Among the entries below, take the line with "a store that" and the line with "move records across", and output them and every line between them exactly, with nothing else.

*** SOURCE MATERIAL ***

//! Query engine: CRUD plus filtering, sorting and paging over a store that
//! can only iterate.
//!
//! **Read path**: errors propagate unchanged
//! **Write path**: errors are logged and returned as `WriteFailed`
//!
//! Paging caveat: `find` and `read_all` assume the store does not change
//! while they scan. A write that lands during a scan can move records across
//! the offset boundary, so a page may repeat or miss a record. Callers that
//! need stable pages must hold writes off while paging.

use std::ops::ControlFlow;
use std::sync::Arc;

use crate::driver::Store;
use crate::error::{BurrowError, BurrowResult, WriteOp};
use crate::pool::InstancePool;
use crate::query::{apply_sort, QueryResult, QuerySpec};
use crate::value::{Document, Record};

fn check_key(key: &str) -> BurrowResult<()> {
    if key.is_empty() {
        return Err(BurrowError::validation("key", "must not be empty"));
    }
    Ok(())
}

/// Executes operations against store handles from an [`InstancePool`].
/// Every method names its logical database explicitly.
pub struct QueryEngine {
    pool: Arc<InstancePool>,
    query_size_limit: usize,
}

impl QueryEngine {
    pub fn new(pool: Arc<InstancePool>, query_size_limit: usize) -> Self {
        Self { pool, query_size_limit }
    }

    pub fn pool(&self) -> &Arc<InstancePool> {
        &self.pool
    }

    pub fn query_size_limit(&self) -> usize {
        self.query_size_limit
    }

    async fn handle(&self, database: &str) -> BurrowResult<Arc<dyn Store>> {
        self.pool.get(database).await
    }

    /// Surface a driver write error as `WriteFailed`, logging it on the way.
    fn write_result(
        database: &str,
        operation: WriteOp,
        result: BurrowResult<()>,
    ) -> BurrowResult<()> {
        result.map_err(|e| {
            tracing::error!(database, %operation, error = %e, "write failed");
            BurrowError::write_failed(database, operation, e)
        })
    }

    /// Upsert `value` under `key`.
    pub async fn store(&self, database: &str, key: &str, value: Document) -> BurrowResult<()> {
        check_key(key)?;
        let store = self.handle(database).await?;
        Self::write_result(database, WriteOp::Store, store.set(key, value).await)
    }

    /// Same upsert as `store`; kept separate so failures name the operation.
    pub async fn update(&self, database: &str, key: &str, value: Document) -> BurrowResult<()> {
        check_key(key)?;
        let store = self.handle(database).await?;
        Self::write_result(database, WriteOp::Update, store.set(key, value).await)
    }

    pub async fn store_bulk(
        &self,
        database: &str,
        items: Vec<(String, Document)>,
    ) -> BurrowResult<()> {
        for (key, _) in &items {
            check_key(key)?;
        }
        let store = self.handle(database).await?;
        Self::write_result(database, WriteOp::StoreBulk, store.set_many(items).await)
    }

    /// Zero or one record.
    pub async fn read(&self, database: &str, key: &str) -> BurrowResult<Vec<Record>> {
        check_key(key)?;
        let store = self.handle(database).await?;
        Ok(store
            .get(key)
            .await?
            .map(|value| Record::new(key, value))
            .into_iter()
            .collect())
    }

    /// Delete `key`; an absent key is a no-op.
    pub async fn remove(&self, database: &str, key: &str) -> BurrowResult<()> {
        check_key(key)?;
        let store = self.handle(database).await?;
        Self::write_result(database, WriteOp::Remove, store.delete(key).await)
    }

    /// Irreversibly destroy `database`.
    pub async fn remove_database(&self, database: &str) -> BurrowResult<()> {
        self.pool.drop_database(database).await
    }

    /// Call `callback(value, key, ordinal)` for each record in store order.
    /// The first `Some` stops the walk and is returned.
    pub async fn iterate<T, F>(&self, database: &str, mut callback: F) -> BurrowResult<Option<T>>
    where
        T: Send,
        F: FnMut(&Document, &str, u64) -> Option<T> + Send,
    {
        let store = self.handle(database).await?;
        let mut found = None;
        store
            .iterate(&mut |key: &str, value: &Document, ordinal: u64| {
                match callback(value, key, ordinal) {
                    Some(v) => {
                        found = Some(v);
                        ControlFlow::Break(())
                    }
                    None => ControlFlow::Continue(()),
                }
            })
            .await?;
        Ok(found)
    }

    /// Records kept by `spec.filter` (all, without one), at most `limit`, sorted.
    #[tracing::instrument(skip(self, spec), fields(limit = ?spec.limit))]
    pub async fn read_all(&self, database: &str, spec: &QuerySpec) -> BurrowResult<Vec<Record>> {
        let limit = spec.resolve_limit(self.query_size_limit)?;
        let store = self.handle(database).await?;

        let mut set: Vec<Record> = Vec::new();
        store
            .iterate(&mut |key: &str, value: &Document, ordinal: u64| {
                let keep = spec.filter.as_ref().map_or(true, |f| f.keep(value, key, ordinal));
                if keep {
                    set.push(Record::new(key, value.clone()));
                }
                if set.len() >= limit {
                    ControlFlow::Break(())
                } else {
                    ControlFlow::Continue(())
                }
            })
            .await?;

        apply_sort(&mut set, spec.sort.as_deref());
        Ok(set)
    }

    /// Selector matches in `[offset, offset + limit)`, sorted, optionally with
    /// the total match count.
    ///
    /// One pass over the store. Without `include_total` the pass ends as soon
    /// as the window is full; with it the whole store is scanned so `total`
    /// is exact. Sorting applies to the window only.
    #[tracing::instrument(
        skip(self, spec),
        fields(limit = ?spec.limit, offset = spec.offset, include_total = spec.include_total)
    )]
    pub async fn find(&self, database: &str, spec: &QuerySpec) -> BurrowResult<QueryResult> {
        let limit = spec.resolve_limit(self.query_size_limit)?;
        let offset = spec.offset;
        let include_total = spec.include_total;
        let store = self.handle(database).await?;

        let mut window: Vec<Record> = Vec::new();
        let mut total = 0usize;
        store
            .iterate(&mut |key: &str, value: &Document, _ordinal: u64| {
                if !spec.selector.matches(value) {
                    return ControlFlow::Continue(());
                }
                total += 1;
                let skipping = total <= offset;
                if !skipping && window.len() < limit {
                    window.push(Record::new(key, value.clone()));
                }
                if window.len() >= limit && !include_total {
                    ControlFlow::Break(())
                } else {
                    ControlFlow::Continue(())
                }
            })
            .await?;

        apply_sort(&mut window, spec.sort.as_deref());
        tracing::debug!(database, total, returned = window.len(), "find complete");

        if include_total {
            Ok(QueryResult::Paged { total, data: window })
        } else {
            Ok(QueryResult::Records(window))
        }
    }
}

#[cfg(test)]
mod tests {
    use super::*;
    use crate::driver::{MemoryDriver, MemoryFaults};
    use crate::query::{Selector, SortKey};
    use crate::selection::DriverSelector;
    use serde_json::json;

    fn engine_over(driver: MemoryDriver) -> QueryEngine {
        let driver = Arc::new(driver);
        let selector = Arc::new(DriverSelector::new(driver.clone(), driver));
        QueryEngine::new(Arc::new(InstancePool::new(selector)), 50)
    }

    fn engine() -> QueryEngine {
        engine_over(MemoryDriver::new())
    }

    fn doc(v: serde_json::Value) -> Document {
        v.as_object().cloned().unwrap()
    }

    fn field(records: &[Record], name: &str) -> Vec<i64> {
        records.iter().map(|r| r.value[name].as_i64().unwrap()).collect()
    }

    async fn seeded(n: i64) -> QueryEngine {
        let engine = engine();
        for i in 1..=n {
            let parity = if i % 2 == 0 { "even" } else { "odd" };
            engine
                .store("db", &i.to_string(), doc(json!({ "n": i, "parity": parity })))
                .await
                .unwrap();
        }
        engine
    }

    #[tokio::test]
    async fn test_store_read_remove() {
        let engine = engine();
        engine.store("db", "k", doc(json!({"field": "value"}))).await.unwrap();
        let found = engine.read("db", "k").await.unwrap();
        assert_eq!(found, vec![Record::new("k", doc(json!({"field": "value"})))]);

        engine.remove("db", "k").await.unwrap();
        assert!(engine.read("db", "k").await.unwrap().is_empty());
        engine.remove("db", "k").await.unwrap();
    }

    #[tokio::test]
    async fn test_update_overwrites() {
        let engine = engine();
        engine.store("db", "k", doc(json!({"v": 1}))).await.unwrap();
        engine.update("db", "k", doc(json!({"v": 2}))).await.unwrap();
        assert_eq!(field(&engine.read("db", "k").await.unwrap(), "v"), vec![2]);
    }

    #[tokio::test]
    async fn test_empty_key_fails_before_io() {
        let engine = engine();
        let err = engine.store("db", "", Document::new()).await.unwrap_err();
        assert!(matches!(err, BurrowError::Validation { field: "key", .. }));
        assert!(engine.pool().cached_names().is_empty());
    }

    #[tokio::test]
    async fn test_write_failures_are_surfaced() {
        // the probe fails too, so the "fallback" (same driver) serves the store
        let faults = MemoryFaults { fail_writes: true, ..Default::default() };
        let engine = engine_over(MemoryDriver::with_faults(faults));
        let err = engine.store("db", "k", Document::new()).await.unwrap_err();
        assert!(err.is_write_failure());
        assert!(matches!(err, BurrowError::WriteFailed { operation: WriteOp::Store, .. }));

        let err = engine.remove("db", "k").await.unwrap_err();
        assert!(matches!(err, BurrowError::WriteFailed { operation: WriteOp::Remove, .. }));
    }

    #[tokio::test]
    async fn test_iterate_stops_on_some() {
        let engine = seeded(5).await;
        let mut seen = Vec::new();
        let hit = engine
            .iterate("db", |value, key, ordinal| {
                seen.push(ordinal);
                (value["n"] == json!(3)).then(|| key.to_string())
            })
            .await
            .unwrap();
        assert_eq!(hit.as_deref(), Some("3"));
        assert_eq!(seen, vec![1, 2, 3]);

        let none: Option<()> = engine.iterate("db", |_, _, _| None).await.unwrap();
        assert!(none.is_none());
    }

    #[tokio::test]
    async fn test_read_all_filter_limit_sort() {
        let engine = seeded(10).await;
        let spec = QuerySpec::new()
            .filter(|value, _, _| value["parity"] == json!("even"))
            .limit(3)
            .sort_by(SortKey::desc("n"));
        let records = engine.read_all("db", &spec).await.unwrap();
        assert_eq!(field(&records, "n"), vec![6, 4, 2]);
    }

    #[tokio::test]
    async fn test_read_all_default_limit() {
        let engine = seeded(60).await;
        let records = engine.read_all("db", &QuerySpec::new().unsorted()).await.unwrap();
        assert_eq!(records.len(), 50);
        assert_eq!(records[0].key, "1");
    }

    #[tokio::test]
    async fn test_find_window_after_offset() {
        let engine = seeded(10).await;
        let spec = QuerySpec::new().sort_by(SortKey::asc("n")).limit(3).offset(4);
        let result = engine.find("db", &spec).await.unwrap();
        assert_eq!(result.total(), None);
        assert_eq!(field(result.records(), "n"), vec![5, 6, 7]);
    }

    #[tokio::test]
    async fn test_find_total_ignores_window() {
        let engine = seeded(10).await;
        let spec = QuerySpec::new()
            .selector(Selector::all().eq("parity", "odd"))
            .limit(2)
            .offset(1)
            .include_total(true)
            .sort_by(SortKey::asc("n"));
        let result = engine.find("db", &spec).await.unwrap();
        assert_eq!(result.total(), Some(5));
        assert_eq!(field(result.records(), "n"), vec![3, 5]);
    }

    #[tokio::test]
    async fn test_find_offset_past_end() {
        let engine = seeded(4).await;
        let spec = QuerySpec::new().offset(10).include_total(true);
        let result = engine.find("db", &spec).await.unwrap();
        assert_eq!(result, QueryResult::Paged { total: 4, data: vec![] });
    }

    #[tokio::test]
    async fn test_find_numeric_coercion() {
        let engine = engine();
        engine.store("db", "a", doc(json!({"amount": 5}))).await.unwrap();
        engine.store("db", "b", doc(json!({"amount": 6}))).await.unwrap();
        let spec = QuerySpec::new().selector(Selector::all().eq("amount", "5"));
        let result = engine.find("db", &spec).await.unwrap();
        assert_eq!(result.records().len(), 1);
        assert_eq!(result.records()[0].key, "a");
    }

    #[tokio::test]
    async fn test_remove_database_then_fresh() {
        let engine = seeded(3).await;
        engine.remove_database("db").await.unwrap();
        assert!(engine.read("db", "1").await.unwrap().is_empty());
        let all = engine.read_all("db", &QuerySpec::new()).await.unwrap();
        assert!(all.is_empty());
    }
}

*** End of SOURCE MATERIAL ***
*** SOURCE MATERIAL ***

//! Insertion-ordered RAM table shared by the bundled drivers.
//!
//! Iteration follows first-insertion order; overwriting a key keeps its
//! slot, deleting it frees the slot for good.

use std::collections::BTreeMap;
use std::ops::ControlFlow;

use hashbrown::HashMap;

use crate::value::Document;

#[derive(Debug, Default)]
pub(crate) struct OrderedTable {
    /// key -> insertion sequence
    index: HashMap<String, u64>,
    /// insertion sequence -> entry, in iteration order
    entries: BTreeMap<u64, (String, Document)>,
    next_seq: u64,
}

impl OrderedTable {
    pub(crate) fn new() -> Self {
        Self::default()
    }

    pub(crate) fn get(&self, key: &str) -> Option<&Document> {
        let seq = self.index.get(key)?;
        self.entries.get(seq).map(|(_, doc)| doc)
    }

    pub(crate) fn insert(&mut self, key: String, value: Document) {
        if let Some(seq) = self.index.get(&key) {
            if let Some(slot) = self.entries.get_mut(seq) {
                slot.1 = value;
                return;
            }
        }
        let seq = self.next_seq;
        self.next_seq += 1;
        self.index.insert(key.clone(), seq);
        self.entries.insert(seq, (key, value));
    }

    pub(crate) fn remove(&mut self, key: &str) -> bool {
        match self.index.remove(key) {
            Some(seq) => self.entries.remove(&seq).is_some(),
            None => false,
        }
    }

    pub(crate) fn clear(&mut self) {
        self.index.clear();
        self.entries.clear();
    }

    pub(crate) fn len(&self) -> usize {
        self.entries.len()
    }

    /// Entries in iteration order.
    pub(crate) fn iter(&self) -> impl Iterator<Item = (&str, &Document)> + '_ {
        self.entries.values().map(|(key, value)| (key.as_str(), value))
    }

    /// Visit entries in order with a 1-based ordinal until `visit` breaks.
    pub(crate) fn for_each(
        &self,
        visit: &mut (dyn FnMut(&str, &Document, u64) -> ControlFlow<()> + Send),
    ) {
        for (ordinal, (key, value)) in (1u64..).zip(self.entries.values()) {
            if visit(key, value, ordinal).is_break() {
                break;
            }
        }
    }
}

*** End of SOURCE MATERIAL ***

**ANSWER TO THIS PROBLEM**
//! Query engine: CRUD plus filtering, sorting and paging over a store that
//! can only iterate.
//!
//! **Read path**: errors propagate unchanged
//! **Write path**: errors are logged and returned as `WriteFailed`
//!
//! Paging caveat: `find` and `read_all` assume the store does not change
//! while they scan. A write that lands during a scan can move records across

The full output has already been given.